A frota de veículos elétricos e híbridos não para de crescer na Bahia, e o reflexo disso bateu direto na porta dos condomínios residenciais e comerciais. Na última semana, entrou em vigor nesta semana a nova lei estadual, promulgada pela Assembleia Legislativa da Bahia (ALBA), que garante ao morador o direito de instalar, por conta própria, uma estação de recarga individual em sua vaga de garagem privativa.
A partir de agora, o proprietário do veículo elétrico não precisa mais de autorização prévia da assembleia para iniciar a instalação: basta fazer uma comunicação formal à administração do prédio. A proibição por parte do condomínio é a exceção, se limitando a critérios técnicos ou de segurança.
Para entender o impacto real da medida e esclarecer as dúvidas que costumam tirar o sono dos síndicos e moradores, o advogado Saulo Daniel Lopes (foto ilustração), especialista em Direito Condominial, explica quem deverá pagar a conta.
A grande mudança trazida pelo texto legal é a inversão da regra. Se antes o morador dependia da boa vontade dos vizinhos, hoje o direito é assegurado. Contudo, há limites claros baseados na segurança da edificação.
“A lei não dá um direito irrestrito. O morador precisa que o condomínio tenha as condições técnicas necessárias. A administração pode recusar ou paralisar a instalação se houver um imperativo de segurança, ou seja, se for comprovado que aquele carregador vai comprometer a rede elétrica da torre ou gerar risco de incêndio por sobrecarga”, explica Saulo Daniel Lopes.
Especialmente em Salvador, cidade com grande volume de prédios antigos, a capacidade da infraestrutura interna é o principal gargalo. Se a fiação geral não suporta a carga de múltiplos carregadores ao mesmo tempo, o condomínio ganha o direito de barrar os novos pontos até que a rede seja modernizada.
Quem paga o quê?
Uma das maiores fontes de atrito em reuniões condominiais é a questão financeira. Afinal, quem não tem carro elétrico é obrigado a pagar por quem tem? O especialista detalha que a nova legislação desenha uma linha clara para evitar injustiças, separando a infraestrutura coletiva do uso individual:
O que é de responsabilidade do morador: Ele arca integralmente com os custos de compra do aparelho carregador, a fiação específica que sai da sua vaga até o quadro elétrico e, obrigatoriamente, pelo consumo da energia que utilizar, que deve ser individualizado.

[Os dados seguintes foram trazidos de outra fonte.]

// ---------------------------------------------------------------------------
// Test 2: Actor Location Handoff (Extractor → Signal Processor → Actor Resolver)
//
// Tests the boundary where actor context (from bio/previous runs) interacts
// with signal location (from extraction). The critical question: when should
// actor fallback apply, and when should it NOT override explicit signal location?
// ---------------------------------------------------------------------------

#[cfg(test)]
mod actor_location_handoff {
    use chrono::Utc;
    use uuid::Uuid;

    use rootsignal_common::{
        AidNode, ActorContext, GatheringNode, GeoPoint, GeoPrecision, Node, NodeMeta,
        SensitivityLevel,
    };
    use rootsignal_scout::pipeline::geo_filter::{self, GeoFilterConfig};

    fn test_meta(title: &str, location: Option<GeoPoint>) -> NodeMeta {
        NodeMeta {
            id: Uuid::new_v4(),
            title: title.into(),
            summary: format!("Summary for {title}"),
            sensitivity: SensitivityLevel::General,
            confidence: 0.0,
            freshness_score: 1.0,
            corroboration_count: 0,
            location,
            location_name: None,
            source_url: "https://instagram.com/mplsmutualaid".into(),
            extracted_at: Utc::now(),
            published_at: None,
            last_confirmed_active: Utc::now(),
            source_diversity: 1,
            external_ratio: 0.0,
            cause_heat: 0.0,
            implied_queries: vec![],
            channel_diversity: 1,
            mentioned_actors: vec![],
            author_actor: None,
        }
    }

    fn mpls_geo_config(terms: &[String]) -> GeoFilterConfig<'_> {
        GeoFilterConfig {
            center_lat: 44.9778,
            center_lng: -93.2650,
            radius_km: 30.0,
            geo_terms: terms,
        }
    }

    /// Actor is in MN, but post has explicit coordinates in Texas.
    /// Signal should be FILTERED by geo_filter (outside Minneapolis radius).
    /// Actor fallback must NOT override the explicit coordinates.
    #[test]
    fn actor_in_mn_signal_in_texas_gets_filtered() {
        let dallas = GeoPoint {
            lat: 32.7767,
            lng: -96.7970,
            precision: GeoPrecision::Exact,
        };
        let node = Node::Aid(AidNode {
            meta: test_meta("Dallas Food Pantry Grand Opening", Some(dallas)),
            needs_met: vec![],
            eligibility_criteria: None,
            starts_at: None,
            ends_at: None,
            schedule: None,
            is_free: true,
            action_url: None,
            capacity: None,
        });

        let terms = vec!["minneapolis".into(), "minnesota".into()];
        let config = mpls_geo_config(&terms);

        // Geo filter should reject this — Dallas is ~1500km from Minneapolis
        let (survivors, stats) = geo_filter::filter_nodes(vec![node], &config);
        assert!(survivors.is_empty(), "Signal in Dallas should be filtered by Minneapolis geo filter");
        assert_eq!(stats.filtered, 1);
    }

    /// Actor is in MN, signal has NO location. Actor fallback should apply,
    /// placing the signal at the actor's coordinates so it survives the geo filter.
    ///
    /// NOTE: This test documents the DESIRED behavior for score_and_filter()
    /// once extracted. Currently this logic is inline in store_signals and
    /// uses ActorContext from RunContext, which isn't available to filter_nodes.
    /// The test shape shows what score_and_filter() should do.
    #[test]
    fn actor_in_mn_signal_no_location_gets_actor_fallback() {
        // Signal with no location
        let mut node = Node::Aid(AidNode {
            meta: test_meta("Community Resource Fair", None),
            needs_met: vec![],
            eligibility_criteria: None,
            starts_at: None,
            ends_at: None,
            schedule: None,
            is_free: true,
            action_url: None,
            capacity: None,
        });

        // Simulate what score_and_filter should do: apply actor location fallback
        let actor_ctx = ActorContext {
            actor_name: "Northside Mutual Aid".into(),
            bio: Some("Minneapolis community org".into()),
            location_name: Some("Minneapolis, MN".into()),
            location_lat: Some(44.9778),
            location_lng: Some(-93.2650),
        };

        // Apply actor fallback: if signal has no location, use actor's
        if let Some(meta) = node.meta_mut() {
            if meta.location.is_none() {
                if let (Some(lat), Some(lng)) = (actor_ctx.location_lat, actor_ctx.location_lng) {
                    meta.location = Some(GeoPoint {
                        lat,
                        lng,
                        precision: GeoPrecision::Approximate,
                    });
                }
            }
        }

        let terms = vec!["minneapolis".into(), "minnesota".into()];
        let config = mpls_geo_config(&terms);

        let (survivors, _) = geo_filter::filter_nodes(vec![node], &config);
        assert_eq!(survivors.len(), 1, "Signal with actor fallback location should survive geo filter");

        // Verify the fallback coords were applied
        let meta = survivors[0].meta().unwrap();
        let loc = meta.location.as_ref().unwrap();
        assert!((loc.lat - 44.9778).abs() < 0.001);
        assert!((loc.lng - (-93.2650)).abs() < 0.001);
        assert!(matches!(loc.precision, GeoPrecision::Approximate),
            "Fallback location should be marked Approximate, not Exact");
    }

    /// Actor bio says "NYC", post is a generic opinion piece with no location cues.
    /// Signal has no geo. When running under Minneapolis scout, actor fallback
    /// would place it in NYC — which is OUTSIDE Minneapolis radius.
    /// Signal should be filtered.
    #[test]
    fn nyc_actor_generic_post_filtered_by_mpls_scout() {
        let nyc = GeoPoint {
            lat: 40.7128,
            lng: -74.0060,
            precision: GeoPrecision::Approximate,
        };
        // After actor fallback: signal gets NYC coords
        let node = Node::Aid(AidNode {
            meta: test_meta("Thoughts on mutual aid organizing", Some(nyc)),
            needs_met: vec![],
            eligibility_criteria: None,
            starts_at: None,
            ends_at: None,
            schedule: None,
            is_free: true,
            action_url: None,
            capacity: None,
        });

        let terms = vec!["minneapolis".into(), "minnesota".into()];
        let config = mpls_geo_config(&terms);

        let (survivors, _) = geo_filter::filter_nodes(vec![node], &config);
        assert!(survivors.is_empty(), "NYC-located signal should be filtered by Minneapolis scout");
    }
}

O que é de responsabilidade do condomínio: A adequação da infraestrutura geral do edifício para receber essa nova demanda de energia. Se for preciso aumentar a carga da fiação da torre inteira ou adaptar o quadro de distribuição geral, o custo dessa reforma específica é rateado entre todos os moradores.
Até então, realizar uma obra de modernização elétrica para carros elétricos costumava esbarrar na burocracia e no desinteresse da maioria dos condôminos, já que o Código Civil exigia quórum de maioria absoluta (metade mais um de todos os proprietários) por ser considerada uma “obra útil”.
Com a nova lei baiana, o cenário muda de figura. De acordo com o entendimento de Saulo Daniel Lopes, esse tipo de intervenção ganha um novo status jurídico.
_”Essa reforma passa a ter caráter necessário, pois visa a adaptação legal do edifício e a garantia de um direito assegurado por lei. Com isso, o quórum de aprovação cai para maioria simples, exigindo apenas o voto favorável da metade dos presentes na assembleia. Isso vai destravar e facilitar muito a aprovação desses projetos nas reuniões”, pontua o advogado.
O texto legal já está valendo em todo o território baiano. A recomendação do especialista em Direito Condominial para os síndicos é realizar, o quanto antes, um estudo de viabilidade técnica com engenheiros eletricistas para mapear a real capacidade do prédio e evitar surpresas ou disputas judiciais nas garagens.